I like that Mike. The disadvantage of not having a central processor is that your mind has to duplicate things like feeling, speaking about it, etc. for each memory or storage space that you have. This seems to be very redundant and inefficient..
Ok, I'm not meaning to go all 'churchie' on you, but how to you think intuition and revelation fit into the mix? Is our 'spirit' our 'brain'? Do you think we actually have a 'mental block' on all the happened before this life?
The reason I even bring this up is that I often get ideas (or inspiration) that I KNOW don't belong to me, but that come to me in my thoughts and seem like great ideas that I wish I could take credit for! So, how does that fit in the mix(if it does at all!)
Is God like Professor Xavier in X-Men--with the ability to hear everyone's thoughts and interject His own to us when we need them ? Does this all sound completely insane? So, John--you're it...
John I did not say that there would be any redundancy in the system I said that there is a smaller sub system that handles more temporal things and that there is a file cabinet to hold your memories off all the things processed large or small
Mike Watson
I like to think of it as a partitioned hard drive or a computer with multiple hard drives. Perhaps you could even compare it to a computer that runs 2 different operating systems on each different section of the partitioned hard drive (maybe that's a little to geeky). Each side is capable of operating independent of the other.
Sometimes something may come along that reminds us we need to switch to the other hard drive or partition and that is what results in a memory coming up.

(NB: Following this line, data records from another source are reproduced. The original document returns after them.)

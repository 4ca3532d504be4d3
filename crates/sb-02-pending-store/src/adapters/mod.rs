//! Storage adapters.

pub mod file;
pub mod memory;

pub use file::FileBackedKVStore;
pub use memory::InMemoryKVStore;

use std::collections::HashMap;

use crate::ports::outbound::BatchOperation;

pub(crate) fn apply_batch(data: &mut HashMap<Vec<u8>, Vec<u8>>, operations: Vec<BatchOperation>) {
    for op in operations {
        match op {
            BatchOperation::Put { key, value } => {
                data.insert(key, value);
            }
            BatchOperation::Delete { key } => {
                data.remove(&key);
            }
        }
    }
}
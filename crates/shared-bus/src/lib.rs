//! # Shared Bus - Reply Delivery Primitives
//!
//! Consumer-side building blocks the correlator routes replies through.
//!
//! ## Delivery Rules
//!
//! - A deferred reply goes to the one-shot `CompletionHandle` when its caller
//!   is still alive.
//! - Otherwise it goes to the single `Broadcast` subscriber.
//! - Otherwise it is buffered and handed to the next subscriber on attach.
//!
//! ```text
//! ┌──────────────┐   deliver()   ┌──────────────┐   wait()    ┌──────────┐
//! │  Correlator  │ ────────────→ │ DeliveryHub  │ ──────────→ │  caller  │
//! └──────────────┘               │              │             └──────────┘
//!                                │  [buffer]    │   recv()    ┌──────────┐
//!                                │              │ ──────────→ │ listener │
//!                                └──────────────┘             └──────────┘
//! ```
//!
//! ## Duplicate Suppression
//!
//! - `ProcessedLinkCache` remembers routed inbound addresses so a link
//!   re-delivered across lifecycle callbacks is not resolved twice.

// Nursery lints that are too strict
#![allow(clippy::missing_const_for_fn)]
// Allow in tests
#![cfg_attr(test, allow(clippy::unwrap_used))]
#![cfg_attr(test, allow(clippy::expect_used))]
#![cfg_attr(test, allow(clippy::panic))]

pub mod broadcast;
pub mod completion;
pub mod hub;
pub mod processed_links;

// Re-export main types
pub use broadcast::{Broadcast, BroadcastOutcome, Subscription};
pub use completion::{completion_pair, CompletionHandle, CompletionSlot, FulfillOutcome};
pub use hub::{DeliveryHub, DeliveryPath};
pub use processed_links::{link_digest, ProcessedLinkCache, ProcessedLinkError};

This is also why a stroke or another form of mental damage will only inhibit certain things or, as mentioned above, leave us able to sing but barely able to speak.

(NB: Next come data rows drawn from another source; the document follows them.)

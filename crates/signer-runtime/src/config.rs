//! # Runtime Configuration
//!
//! Defaults, then an optional TOML file, then `SB_*` environment overrides.
//!
//! ```toml
//! [signer]
//! target = "com.greenart7c3.nostrsigner"
//! reply_scheme = "signerbridge"
//! opener = "/usr/local/bin/signer-open"
//! query_program = "/usr/local/bin/signer-query"
//!
//! [identity]
//! app_id = "org.example.todo"
//! app_name = "Todo"
//! account = "npub1..."
//!
//! [storage]
//! data_dir = "./data"
//!
//! [logging]
//! level = "info"
//! ```

use std::fs;
use std::path::{Path, PathBuf};

use sb_01_link_codec::{SplitAddress, DEFAULT_REPLY_SCHEME, DEFAULT_SIGNER_TARGET};
use serde::Deserialize;
use shared_types::CallerIdentity;
use thiserror::Error;

/// Configuration errors.
#[derive(Debug, Error)]
pub enum ConfigError {
    #[error("Failed to read config file {path}: {error}")]
    Io { path: String, error: String },

    #[error("Failed to parse config: {0}")]
    Parse(String),

    #[error("Invalid configuration: {0}")]
    Invalid(String),
}

/// Complete runtime configuration.
#[derive(Debug, Clone, Default, PartialEq, Eq, Deserialize)]
#[serde(default)]
pub struct RuntimeConfig {
    pub signer: SignerConfig,
    pub identity: IdentityConfig,
    pub storage: StorageConfig,
    pub logging: LoggingConfig,
}

/// Where the signer lives and how to reach it.
#[derive(Debug, Clone, PartialEq, Eq, Deserialize)]
#[serde(default)]
pub struct SignerConfig {
    /// Signer application identifier.
    pub target: String,
    /// Scheme inbound replies arrive on.
    pub reply_scheme: String,
    /// Program that launches the signer. Launches are only logged when unset.
    pub opener: Option<PathBuf>,
    pub opener_args: Vec<String>,
    /// Program that answers direct queries. Direct queries fail when unset.
    pub query_program: Option<PathBuf>,
    pub query_args: Vec<String>,
}

impl Default for SignerConfig {
    fn default() -> Self {
        Self {
            target: DEFAULT_SIGNER_TARGET.to_string(),
            reply_scheme: DEFAULT_REPLY_SCHEME.to_string(),
            opener: None,
            opener_args: Vec::new(),
            query_program: None,
            query_args: Vec::new(),
        }
    }
}

/// Who the bridge asks on behalf of.
#[derive(Debug, Clone, PartialEq, Eq, Deserialize)]
#[serde(default)]
pub struct IdentityConfig {
    pub app_id: String,
    pub app_name: String,
    pub account: Option<String>,
}

impl Default for IdentityConfig {
    fn default() -> Self {
        Self {
            app_id: "dev.signerbridge.cli".to_string(),
            app_name: "Signer Bridge".to_string(),
            account: None,
        }
    }
}

impl IdentityConfig {
    #[must_use]
    pub fn caller_identity(&self) -> CallerIdentity {
        let identity = CallerIdentity::new(&self.app_id, &self.app_name);
        match &self.account {
            Some(account) => identity.with_account(account),
            None => identity,
        }
    }
}

/// Storage configuration.
#[derive(Debug, Clone, PartialEq, Eq, Deserialize)]
#[serde(default)]
pub struct StorageConfig {
    /// Directory holding the pending store.
    pub data_dir: PathBuf,
}

impl Default for StorageConfig {
    fn default() -> Self {
        Self {
            data_dir: PathBuf::from("./data"),
        }
    }
}

impl StorageConfig {
    /// File name of the pending store inside `data_dir`.
    pub const STORE_FILE: &'static str = "signer_bridge.db";

    #[must_use]
    pub fn store_path(&self) -> PathBuf {
        self.data_dir.join(Self::STORE_FILE)
    }
}

/// Logging configuration.
#[derive(Debug, Clone, PartialEq, Eq, Deserialize)]
#[serde(default)]
pub struct LoggingConfig {
    /// Default filter when `RUST_LOG` is unset.
    pub level: String,
}

impl Default for LoggingConfig {
    fn default() -> Self {
        Self {
            level: "info".to_string(),
        }
    }
}

impl RuntimeConfig {
    /// Defaults overlaid with `path`, if given.
    pub fn load(path: Option<&Path>) -> Result<Self, ConfigError> {
        match path {
            Some(path) => {
                let content = fs::read_to_string(path).map_err(|e| ConfigError::Io {
                    path: path.display().to_string(),
                    error: e.to_string(),
                })?;
                Self::parse(&content)
            }
            None => Ok(Self::default()),
        }
    }

    /// Parse configuration from a TOML string. Missing keys keep defaults.
    pub fn parse(content: &str) -> Result<Self, ConfigError> {
        toml::from_str(content).map_err(|e| ConfigError::Parse(e.to_string()))
    }

    /// Apply `SB_*` overrides read through `lookup`.
    pub fn apply_env_overrides(&mut self, lookup: impl Fn(&str) -> Option<String>) {
        if let Some(dir) = lookup("SB_DATA_DIR") {
            self.storage.data_dir = PathBuf::from(dir);
        }
        if let Some(target) = lookup("SB_SIGNER_TARGET") {
            self.signer.target = target;
        }
        if let Some(scheme) = lookup("SB_REPLY_SCHEME") {
            self.signer.reply_scheme = scheme;
        }
        if let Some(account) = lookup("SB_ACCOUNT") {
            self.identity.account = Some(account).filter(|a| !a.is_empty());
        }
        if let Some(level) = lookup("SB_LOG_LEVEL") {
            self.logging.level = level;
        }
        if let Some(opener) = lookup("SB_OPENER") {
            self.signer.opener = Some(PathBuf::from(opener));
        }
        if let Some(program) = lookup("SB_QUERY_PROGRAM") {
            self.signer.query_program = Some(PathBuf::from(program));
        }
    }

    /// Check values that cannot be fixed up silently.
    pub fn validate(&self) -> Result<(), ConfigError> {
        if self.signer.target.trim().is_empty() {
            return Err(ConfigError::Invalid("signer.target is empty".into()));
        }
        let sample = format!("{}://", self.signer.reply_scheme);
        if self.signer.reply_scheme.is_empty() || SplitAddress::parse(&sample).is_err() {
            return Err(ConfigError::Invalid(format!(
                "signer.reply_scheme `{}` is not a valid URI scheme",
                self.signer.reply_scheme
            )));
        }
        if self.identity.app_id.trim().is_empty() {
            return Err(ConfigError::Invalid("identity.app_id is empty".into()));
        }
        Ok(())
    }
}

AS far as the unused portion of our brains... 2 primary thoughts; 1) There could be a lot of things stored there but our access is restricted until it becomes needed. 2)I am a firm believer that the veil is primarily in our minds (this was told to me by a GA due to some circumstances on my Mission. Maybe I will end up telling that story one day). This is why sometimes we are able to dream things (future events), in our sleep the veil is thinner due to the "natural man" having less control.

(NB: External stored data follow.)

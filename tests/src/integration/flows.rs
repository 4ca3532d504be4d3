//! # Bridge Flows
//!
//! A caller issues each operation through `SignerBridge` and the reply comes
//! back over the matching channel:
//!
//! 1. **Direct**: query endpoint row → `Dispatch::Completed`
//! 2. **Deferred**: launch → inbound link → completion handle
//! 3. **Result extras**: launch → result-code reply → completion handle
//! 4. **Broadcast**: reply with no handle → buffered → first subscriber only

#[cfg(test)]
mod tests {
    use std::sync::Arc;

    use sb_01_link_codec::{query_endpoint, ResultExtras, DEFAULT_PERMISSIONS};
    use sb_02_pending_store::InMemoryKVStore;
    use sb_03_direct_query::{DirectQueryChannel, EndpointError, InMemoryQueryEndpoint, QueryRow};
    use sb_04_deferred_reply::{DeferredReplyChannel, LaunchEvent, OpenOutcome, RecordingLauncher};
    use sb_05_correlator::{
        Correlator, Dispatch, InboundLink, ResolveOutcome, SignerBridge, SignerBridgeApi,
    };
    use shared_bus::{CompletionHandle, DeliveryPath};
    use shared_types::{
        BridgeError, CallerIdentity, DelegatedRequest, DelegatedResponse, OperationKind, Transport,
    };

    const SIGNER: &str = "com.greenart7c3.nostrsigner";
    const PEER: &str = "02c6047f9441ed7d6d3045406e95c07cd85c778e4b8cef3ca7abac09b95c709ee5";

    type Bridge = SignerBridge<InMemoryKVStore, RecordingLauncher, InMemoryQueryEndpoint>;

    // =========================================================================
    // FIXTURES
    // =========================================================================

    struct Fixture {
        bridge: Bridge,
        endpoint: Arc<InMemoryQueryEndpoint>,
    }

    impl Fixture {
        fn new() -> Self {
            let endpoint = Arc::new(InMemoryQueryEndpoint::new());
            let correlator = Correlator::new(
                InMemoryKVStore::new(),
                DeferredReplyChannel::new(RecordingLauncher::new(), SIGNER),
                "signerbridge",
            );
            let bridge = SignerBridge::new(
                correlator,
                DirectQueryChannel::from_shared(Arc::clone(&endpoint), SIGNER),
                CallerIdentity::new("org.example.todo", "Todo").with_account("npub1alice"),
            );
            Self { bridge, endpoint }
        }

        fn launcher(&self) -> &RecordingLauncher {
            self.bridge.correlator().channel().launcher()
        }

        fn link(&self, address: &str) -> ResolveOutcome {
            self.bridge.handle_link(&mut InboundLink::new(address))
        }
    }

    fn awaiting(dispatch: Dispatch) -> CompletionHandle {
        match dispatch {
            Dispatch::Awaiting(handle) => handle,
            Dispatch::Completed(response) => panic!("expected a deferred dispatch, got {response}"),
        }
    }

    // =========================================================================
    // DIRECT QUERY CHANNEL
    // =========================================================================

    #[tokio::test]
    async fn test_direct_sign_event_prefers_event_column() {
        let fx = Fixture::new();
        fx.endpoint.answer_row(
            query_endpoint(SIGNER, OperationKind::SignEvent),
            QueryRow::new()
                .with("result", "sig")
                .with("signature", "sig")
                .with("event", r#"{"id":"1","sig":"sig"}"#),
        );

        let response = fx
            .bridge
            .sign_event(r#"{"kind":1}"#, Transport::Direct)
            .await
            .unwrap()
            .into_response()
            .await;

        assert_eq!(response, DelegatedResponse::Success(r#"{"id":"1","sig":"sig"}"#.into()));
        let calls = fx.endpoint.calls();
        assert_eq!(calls.len(), 1);
        assert_eq!(calls[0].1.as_array(), [r#"{"kind":1}"#, "", "npub1alice"]);
        assert!(fx.launcher().events().is_empty());
    }

    #[tokio::test]
    async fn test_direct_rejected_column_wins() {
        let fx = Fixture::new();
        fx.endpoint.answer_row(
            query_endpoint(SIGNER, OperationKind::Nip44Decrypt),
            QueryRow::new().with("rejected", "true").with("result", "plaintext"),
        );

        let response = fx
            .bridge
            .decrypt("ciphertext", PEER, Transport::Direct)
            .await
            .unwrap()
            .into_response()
            .await;
        assert_eq!(response, DelegatedResponse::Rejected);
    }

    #[tokio::test]
    async fn test_direct_failures_are_no_response() {
        let fx = Fixture::new();
        fx.endpoint.answer_error(
            query_endpoint(SIGNER, OperationKind::Nip44Encrypt),
            EndpointError::Unavailable {
                reason: "signer locked".into(),
            },
        );
        fx.endpoint
            .answer_empty(query_endpoint(SIGNER, OperationKind::Nip44Decrypt));

        let encrypted = fx
            .bridge
            .encrypt("hi", PEER, Transport::Direct)
            .await
            .unwrap()
            .into_response()
            .await;
        let decrypted = fx
            .bridge
            .decrypt("ct", PEER, Transport::Direct)
            .await
            .unwrap()
            .into_response()
            .await;
        let pubkey = fx
            .bridge
            .request_public_key(Transport::Direct)
            .await
            .unwrap()
            .into_response()
            .await;

        for response in [encrypted, decrypted, pubkey] {
            assert_eq!(response, DelegatedResponse::Failed("no response".into()));
        }
        assert_eq!(fx.endpoint.calls().len(), 3);
    }

    #[tokio::test]
    async fn test_direct_row_without_payload() {
        let fx = Fixture::new();
        fx.endpoint.answer_row(
            query_endpoint(SIGNER, OperationKind::GetPublicKey),
            QueryRow::new().with("package", "com.greenart7c3.nostrsigner"),
        );

        let response = fx
            .bridge
            .request_public_key(Transport::Direct)
            .await
            .unwrap()
            .into_response()
            .await;
        assert_eq!(response, DelegatedResponse::Failed("no valid response".into()));
        assert_eq!(fx.endpoint.calls()[0].1.payload, "login");
    }

    // =========================================================================
    // DEFERRED REPLY CHANNEL
    // =========================================================================

    #[tokio::test]
    async fn test_sign_event_fallback_json_reply() {
        let fx = Fixture::new();
        let handle = awaiting(fx.bridge.sign_event(r#"{"kind":1}"#, Transport::Deferred).await.unwrap());

        let launched = fx.launcher().launched();
        assert_eq!(launched.len(), 1);
        assert_eq!(launched[0].address, r#"nostrsigner:{"kind":1}"#);
        assert_eq!(launched[0].extras["type"], "sign_event");
        assert_eq!(launched[0].extras["package"], "org.example.todo");

        let outcome = fx.link(r#"signerbridge://result{"sig":"abc"}"#);
        assert_eq!(outcome.path(), Some(DeliveryPath::Waiter));
        assert_eq!(handle.wait().await, DelegatedResponse::Success(r#"{"sig":"abc"}"#.into()));
        assert!(fx.bridge.pending().is_none());
    }

    #[tokio::test]
    async fn test_public_key_error_clears_record() {
        let fx = Fixture::new();
        let handle = awaiting(fx.bridge.request_public_key(Transport::Deferred).await.unwrap());
        assert_eq!(fx.launcher().launched()[0].extras["permissions"], DEFAULT_PERMISSIONS);
        assert_eq!(fx.bridge.pending().unwrap().kind, OperationKind::GetPublicKey);

        fx.link("signerbridge://result?error=denied");

        assert_eq!(handle.wait().await, DelegatedResponse::Failed("denied".into()));
        assert!(fx.bridge.pending().is_none());
    }

    #[tokio::test]
    async fn test_fallback_hex_pubkey_reply() {
        let fx = Fixture::new();
        let handle = awaiting(fx.bridge.request_public_key(Transport::Deferred).await.unwrap());

        let hex = "a".repeat(64);
        fx.link(&format!("signerbridge://result{hex}"));
        assert_eq!(handle.wait().await, DelegatedResponse::Success(hex));
    }

    #[tokio::test]
    async fn test_malformed_reply_is_delivered_as_failure() {
        let fx = Fixture::new();
        let handle = awaiting(fx.bridge.encrypt("hi", PEER, Transport::Deferred).await.unwrap());

        let outcome = fx.link("signerbridge://result");
        assert!(matches!(outcome, ResolveOutcome::Delivered { .. }));

        match handle.wait().await {
            DelegatedResponse::Failed(message) => assert!(!message.is_empty()),
            other => panic!("expected a failure, got {other}"),
        }
        assert!(fx.bridge.pending().is_none());
    }

    #[tokio::test]
    async fn test_explicit_permissions_are_forwarded() {
        let fx = Fixture::new();
        let permissions = r#"[{"type":"sign_event","kind":1}]"#;
        let dispatch = fx
            .bridge
            .dispatch(DelegatedRequest::get_public_key(Transport::Deferred).with_permissions(permissions))
            .await
            .unwrap();
        let _handle = awaiting(dispatch);

        assert_eq!(fx.launcher().launched()[0].extras["permissions"], permissions);
    }

    // =========================================================================
    // RESULT EXTRAS
    // =========================================================================

    #[tokio::test]
    async fn test_result_extras_route_to_handle() {
        let fx = Fixture::new();
        let handle = awaiting(fx.bridge.sign_event("{}", Transport::Deferred).await.unwrap());

        let outcome = fx.bridge.handle_result(&ResultExtras::ok([
            ("result", "sig"),
            ("event", r#"{"sig":"sig"}"#),
        ]));
        assert_eq!(outcome.path(), Some(DeliveryPath::Waiter));
        assert_eq!(handle.wait().await, DelegatedResponse::Success(r#"{"sig":"sig"}"#.into()));
    }

    #[tokio::test]
    async fn test_result_failure_code_cancels() {
        let fx = Fixture::new();
        let handle = awaiting(fx.bridge.decrypt("ct", PEER, Transport::Deferred).await.unwrap());

        fx.bridge.handle_result(&ResultExtras::cancelled());
        assert_eq!(handle.wait().await, DelegatedResponse::Cancelled);
        assert_eq!(
            fx.bridge.handle_result(&ResultExtras::ok([("result", "late")])),
            ResolveOutcome::Ignored
        );
    }

    // =========================================================================
    // SINGLE-SLOT CORRELATION
    // =========================================================================

    #[tokio::test]
    async fn test_superseded_handle_observes_cancelled() {
        let fx = Fixture::new();
        let first = awaiting(fx.bridge.request_public_key(Transport::Deferred).await.unwrap());
        let second = awaiting(fx.bridge.sign_event("{}", Transport::Deferred).await.unwrap());

        assert_eq!(first.wait().await, DelegatedResponse::Cancelled);
        assert_eq!(fx.bridge.pending().unwrap().kind, OperationKind::SignEvent);

        fx.link("signerbridge://result?event=signed");
        assert_eq!(second.wait().await, DelegatedResponse::Success("signed".into()));
    }

    #[tokio::test]
    async fn test_launch_failure_leaves_no_record() {
        let fx = Fixture::new();
        fx.launcher().fail_next("activity not found");

        let err = fx.bridge.sign_event("{}", Transport::Deferred).await.unwrap_err();
        assert!(err.is_unreachable());
        assert!(fx.bridge.pending().is_none());

        fx.launcher().set_installed(false);
        assert!(matches!(
            fx.bridge.request_public_key(Transport::Deferred).await,
            Err(BridgeError::Unreachable { .. })
        ));
        assert!(fx.bridge.pending().is_none());
    }

    #[tokio::test]
    async fn test_duplicate_links_are_suppressed() {
        let fx = Fixture::new();
        let mut handle = awaiting(fx.bridge.encrypt("hi", PEER, Transport::Deferred).await.unwrap());

        let address = "signerbridge://result?result=ciphertext";
        let mut link = InboundLink::new(address);
        assert!(matches!(fx.bridge.handle_link(&mut link), ResolveOutcome::Delivered { .. }));
        assert!(link.is_processed());

        // Same physical link handed over again, then the same address as a new link.
        assert_eq!(fx.bridge.handle_link(&mut link), ResolveOutcome::DuplicateSuppressed);
        assert_eq!(fx.link(address), ResolveOutcome::DuplicateSuppressed);

        assert_eq!(handle.try_take(), Some(DelegatedResponse::Success("ciphertext".into())));
        let mut subscription = fx.bridge.subscribe();
        assert_eq!(subscription.try_recv(), None);
    }

    #[tokio::test]
    async fn test_unrelated_link_does_not_consume_pending_request() {
        let fx = Fixture::new();
        let handle = awaiting(fx.bridge.request_public_key(Transport::Deferred).await.unwrap());
        let mut subscription = fx.bridge.subscribe();

        assert_eq!(fx.link("https://example.com/share?x=1"), ResolveOutcome::Ignored);
        assert!(!fx.bridge.stash_inbound("https://example.com/share?x=1").unwrap());
        assert_eq!(subscription.try_recv(), None);
        assert_eq!(
            fx.bridge.pending().map(|p| p.kind),
            Some(OperationKind::GetPublicKey)
        );

        let outcome = fx.link(&format!("signerbridge://result?pubkey={PEER}"));
        assert_eq!(outcome.path(), Some(DeliveryPath::Waiter));
        assert_eq!(handle.wait().await, DelegatedResponse::Success(PEER.into()));
        assert_eq!(subscription.try_recv(), None);
    }

    // =========================================================================
    // BROADCAST
    // =========================================================================

    #[tokio::test]
    async fn test_dropped_handle_falls_back_to_broadcast() {
        let fx = Fixture::new();
        drop(awaiting(fx.bridge.sign_event("{}", Transport::Deferred).await.unwrap()));

        let outcome = fx.link("signerbridge://result?event=signed");
        assert_eq!(outcome.path(), Some(DeliveryPath::Buffered));

        let mut first = fx.bridge.subscribe();
        assert_eq!(first.try_recv(), Some(DelegatedResponse::Success("signed".into())));
        fx.bridge.unsubscribe();

        let mut second = fx.bridge.subscribe();
        assert_eq!(second.try_recv(), None);
    }

    #[tokio::test]
    async fn test_attached_subscriber_receives_unowned_reply() {
        let fx = Fixture::new();
        let mut subscription = fx.bridge.subscribe();

        let outcome = fx.link("signerbridge://result?rejected=true");
        assert_eq!(outcome.path(), Some(DeliveryPath::Subscriber));
        assert_eq!(subscription.recv().await, Some(DelegatedResponse::Rejected));
    }

    #[test]
    fn test_open_signer_falls_back_to_store() {
        let fx = Fixture::new();
        fx.launcher().set_installed(false);

        assert_eq!(fx.bridge.launch_signer(), Ok(OpenOutcome::SentToStore));
        assert_eq!(
            fx.launcher().events(),
            vec![LaunchEvent::OpenedStore(
                "https://play.google.com/store/apps/details?id=com.greenart7c3.nostrsigner".into()
            )]
        );
    }
}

This is also why visions are frequently described as appearing "almost like a movie on a screen (another story for another day)." Perhaps unless we are actually seeing another being these are really just images being released from the other side of the veil or we are given access to a restricted file.
Kan-Kan
I like where you are going with that. Maybe all empty space in are brain isn't empty at all. Maybe its full of all the stuff that God gave us in the way of knowledge before we got here. Because God knows everything past, present, and future couldn't he give us a map made just for our own life's in our "unused" space of our minds. Is this maybe who visions work? This happened to me just tonight. Lately, I have been having dreams of going to the hospital with Miles. In short these dreams, I had to hold him down on a table. Miles hated this; He cried and was very afraid. I comforted him the best I could but my heart broke because I knew he was hurting and he couldn't understand what was going on. Well to try to keep it short this very thing happened tonight in the x-ray room. We must have taken six x-rays and I held him down just as in the dream. In between each x-ray I held him tight to me and I cried inside. I knew he was scared and hurting. So where did this dream of mine come from? I know it came from God. I would guess it was given to me to prepare me? Maybe this was that map I spoke of earlier? Maybe it was stored in my brain already?